Evaluating Signatures Using Original Models
Xutao Wang
Department of Biostatistics, Boston University, Boston, MAxutaow@bu.edu Source:
vignettes/rmd/OriginalModelTutorial.Rmd
OriginalModelTutorial.Rmd
Introduction
Some of the gene signatures included in the TBSignatureProfiler were originally trained using a machine learning or statistical model. In order to provide an element of completeness to our package, we have included these models for users to run and compare to the methods that serve as the main mechanism of scoring gene signatures in the TBSP.
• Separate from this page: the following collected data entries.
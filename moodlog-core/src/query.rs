//! Pure filtering and aggregation over in-memory collections.
//!
//! Nothing here touches the backing file; callers load first and render
//! from whatever these functions return.

use crate::entry::MoodEntry;
use chrono::NaiveDate;
use std::collections::{BTreeMap, HashMap};

/// Filter criteria for a derived view of the collection.
///
/// Both criteria are optional and compose by logical AND. The date range is
/// inclusive and compares only the calendar-date portion of each entry's
/// timestamp. The tag criterion is a case-insensitive substring match
/// against the raw `tags` field; entries with empty tags never match.
#[derive(Debug, Default, Clone)]
pub struct EntryFilter {
    pub date_range: Option<(NaiveDate, NaiveDate)>,
    pub tag: Option<String>,
}

impl EntryFilter {
    pub fn apply(&self, entries: &[MoodEntry]) -> Vec<MoodEntry> {
        entries
            .iter()
            .filter(|e| self.matches(e))
            .cloned()
            .collect()
    }

    /// Whether a single entry satisfies every set criterion. Exposed so
    /// callers that track positional indices can filter without losing them.
    pub fn matches(&self, entry: &MoodEntry) -> bool {
        if let Some((start, end)) = self.date_range {
            let date = entry.date();
            if date < start || date > end {
                return false;
            }
        }
        if let Some(needle) = &self.tag {
            if entry.tags.is_empty() {
                return false;
            }
            if !entry
                .tags
                .to_lowercase()
                .contains(&needle.to_lowercase())
            {
                return false;
            }
        }
        true
    }
}

/// Mean mood for one calendar date.
#[derive(Debug, Clone, PartialEq)]
pub struct DailyAverage {
    pub date: NaiveDate,
    pub mean: f64,
}

/// Groups entries by calendar date and averages the mood per date,
/// ascending by date.
pub fn daily_averages(entries: &[MoodEntry]) -> Vec<DailyAverage> {
    let mut by_date: BTreeMap<NaiveDate, (f64, usize)> = BTreeMap::new();
    for entry in entries {
        let slot = by_date.entry(entry.date()).or_insert((0.0, 0));
        slot.0 += entry.mood as f64;
        slot.1 += 1;
    }
    by_date
        .into_iter()
        .map(|(date, (sum, count))| DailyAverage {
            date,
            mean: sum / count as f64,
        })
        .collect()
}

/// How often one normalized tag occurs across the collection.
#[derive(Debug, Clone, PartialEq)]
pub struct TagCount {
    pub tag: String,
    pub count: usize,
}

/// Counts normalized tag tokens across the whole collection and returns the
/// top `limit` by descending count. Ties break alphabetically so the output
/// is deterministic.
pub fn tag_counts(entries: &[MoodEntry], limit: usize) -> Vec<TagCount> {
    let mut counts: HashMap<String, usize> = HashMap::new();
    for entry in entries {
        for token in entry.tag_tokens() {
            *counts.entry(token).or_insert(0) += 1;
        }
    }
    let mut counts: Vec<TagCount> = counts
        .into_iter()
        .map(|(tag, count)| TagCount { tag, count })
        .collect();
    counts.sort_by(|a, b| b.count.cmp(&a.count).then_with(|| a.tag.cmp(&b.tag)));
    counts.truncate(limit);
    counts
}
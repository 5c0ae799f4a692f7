use super::CliModeResult;
use crate::{cli::Cli, render::Renderer};
use anyhow::Result;
use moodlog_core::{MoodEntry, Store, query};

/// How many tags the frequency chart shows.
const TOP_TAGS: usize = 15;

pub fn charts_mode(cli: &Cli, renderer: &Renderer, store: &Store) -> Result<CliModeResult> {
    if !cli.charts {
        return Ok(CliModeResult::NothingToDo);
    }

    // Charts always cover the whole collection, never a filtered view.
    let entries = store.load();
    if entries.is_empty() {
        renderer.print_info("No entries yet. Add your first mood record with --add.");
        return Ok(CliModeResult::Finish);
    }

    let mut chronological: Vec<MoodEntry> = entries.clone();
    chronological.sort_by_key(|e| e.timestamp);

    renderer.print_trend(&chronological);
    renderer.print_daily_averages(&query::daily_averages(&entries));
    renderer.print_tag_counts(&query::tag_counts(&entries, TOP_TAGS));
    Ok(CliModeResult::Finish)
}
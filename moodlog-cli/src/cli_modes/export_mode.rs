use super::CliModeResult;
use super::dates::entry_filter;
use crate::{cli::Cli, render::Renderer};
use anyhow::{Context, Result};
use moodlog_core::{Store, records};
use std::fs;

pub fn export_mode(cli: &Cli, renderer: &Renderer, store: &Store) -> Result<CliModeResult> {
    let Some(path) = &cli.export else {
        return Ok(CliModeResult::NothingToDo);
    };

    let entries = store.load();
    let subset = if cli.all {
        entries
    } else {
        entry_filter(cli).apply(&entries)
    };

    let csv = records::to_csv_string(&subset)?;
    fs::write(path, csv).with_context(|| format!("writing {}", path.display()))?;
    renderer.print_info(&format!(
        "Exported {} entries to {}.",
        subset.len(),
        path.display()
    ));
    Ok(CliModeResult::Finish)
}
This vignette provides some examples to allow users to evaluate
certain signatures’ performance using these original models. Currently,
the package has incorporated the original methods for the gene
signatures listed in the code chunk below. The specific genes within
each biomarker can be found by calling that gene within the
TBsignatures
data object.
library(TBSignatureProfiler)
signatureOriginalModel <- c("Anderson_42", "Anderson_OD_51", "Kaforou_27",
"Kaforou_OD_44", "Kaforou_OD_53", "Sweeney_OD_3",
"Maertzdorf_4", "Maertzdorf_15", "LauxdaCosta_OD_3",
"Verhagen_10", "Jacobsen_3", "Sambarey_HIV_10",
"Leong_24", "Berry_OD_86", "Berry_393",
"Bloom_OD_144", "Suliman_RISK_4", "Zak_RISK_16",
"Leong_RISK_29", "Zhao_NANO_6")
Evaluation
In this tutorial, we will work with HIV and Tuberculosis (TB) gene
expression data in a SummarizedExperiment
format. First, we
evaluate the performance of all available TB gene signatures whose
original models have been included in the package by setting
geneSignaturesName = ""
.
# HIV/TB gene expression data, included in the package
hivtb_data <- TB_hiv
out <- evaluateOriginalModel(input = hivtb_data, geneSignaturesName = "",
useAssay = "counts")
out$Zak_RISK_16_OriginalModel
Users can also evaluate selected gene signatures based on their preference.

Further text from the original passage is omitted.